Na capital do Reino Unido, um dos principais núcleos de difusão da ideologia ambientalista-indigenista, a dupla participou da mesa redonda “Guardiões da Natureza: Rumo à COP30 e Além”, organizada pela Royal Foundation, fundação criada pelos príncipes William e Harry para promover iniciativas ligadas a “desafios societários críticos”, entre eles a conservação da natureza, tema historicamente ligado à Casa de Windsor, uma das cocriadoras do movimento “verde”.
Na oportunidade, Marina se reuniu com o rei Charles III e o príncipe herdeiro William, para discutir a agenda climática, os avanços do Brasil no combate ao desmatamento e a agenda da conferência climática COP30, em novembro. Em entrevista à CNN Brasil (29/06/2025), ela afirmou que a reunião proporcionou o alinhamento das pautas do governo brasileiro, a Monarquia britânica e lideranças internacionais comprometidas com o combate às mudanças climáticas e a transição energética.
“Foi muito interessante ver que o rei Charles tem clareza sobre a importância dos investimentos sustentáveis e da construção de laços de confiança e compromissos entre investidores e projetos ambientais”, disse ela.
Segundo ela, o monarca elogiou o trabalho do governo Lula na preparação da conferência de Belém: “O rei disse que reconhece o quanto está sendo importante o esforço que Lula está fazendo para que a COP30 seja um sucesso em benefício do equilíbrio do planeta e da humanidade e foi uma conversa de reconhecimento também dos resultados que o Brasil está alcançando na agenda de combate ao desmatamento, de proteção das florestas brasileiras.”
Marina disse também que Lula convidou Charles para vir à conferência, mas o monarca ainda não confirmou a presença, embora seja possível que a Casa de Windsor seja representada por William.
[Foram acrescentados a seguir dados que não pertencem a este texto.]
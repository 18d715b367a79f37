//! Derived views over the live collections.
//!
//! # Responsibility
//! - Aggregate dashboard statistics.
//! - Build the capped, deduplicated dashboard feed.
//! - Summarize analytics.
//!
//! # Invariants
//! - Pure functions of the passed slices and `now`; nothing is cached or persisted.

pub mod analytics;
pub mod derived;
pub mod feed;

pub use analytics::{compute_analytics, Analytics, PriorityBreakdown, SeriesPoint};
pub use derived::{compute_stats, DerivedStats, TaskProgress, DAILY_FOCUS_GOAL_MINUTES};
pub use feed::{build_dashboard_feed, DASHBOARD_FEED_LIMIT};

use serde::Serialize;

use crate::model::task::Task;

/// Stats plus feed, as returned to dashboard callers.
#[derive(Debug, Clone, PartialEq, Eq, Serialize)]
#[serde(rename_all = "camelCase")]
pub struct DashboardStats {
    pub stats: DerivedStats,
    pub recent_tasks: Vec<Task>,
}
Como se percebe, tudo gira em torno do vil metal
Na reunião com William e empresários e investidores, foram discutidas estratégias de financiamento climático e o papel do Brasil na agenda global da “descarbonização” da economia, com base no Plano de Transformação Ecológica, com o qual o governo Lula pretende alavancar o País como uma “potência ambiental”.
Com Guajajara, o foco das conversas foi a participação dos povos indígenas na liderança de projetos para combater a crise climática, além de discussões sobre o financiamento direto aos indígenas via iniciativas como a Forest & Climate Leaders’ Partnership (FCLP) e o Tropical Forest Forever Facility (TFFF), mecanismo de financiamento proposto pelo Brasil na COP28, em Dubai (2023).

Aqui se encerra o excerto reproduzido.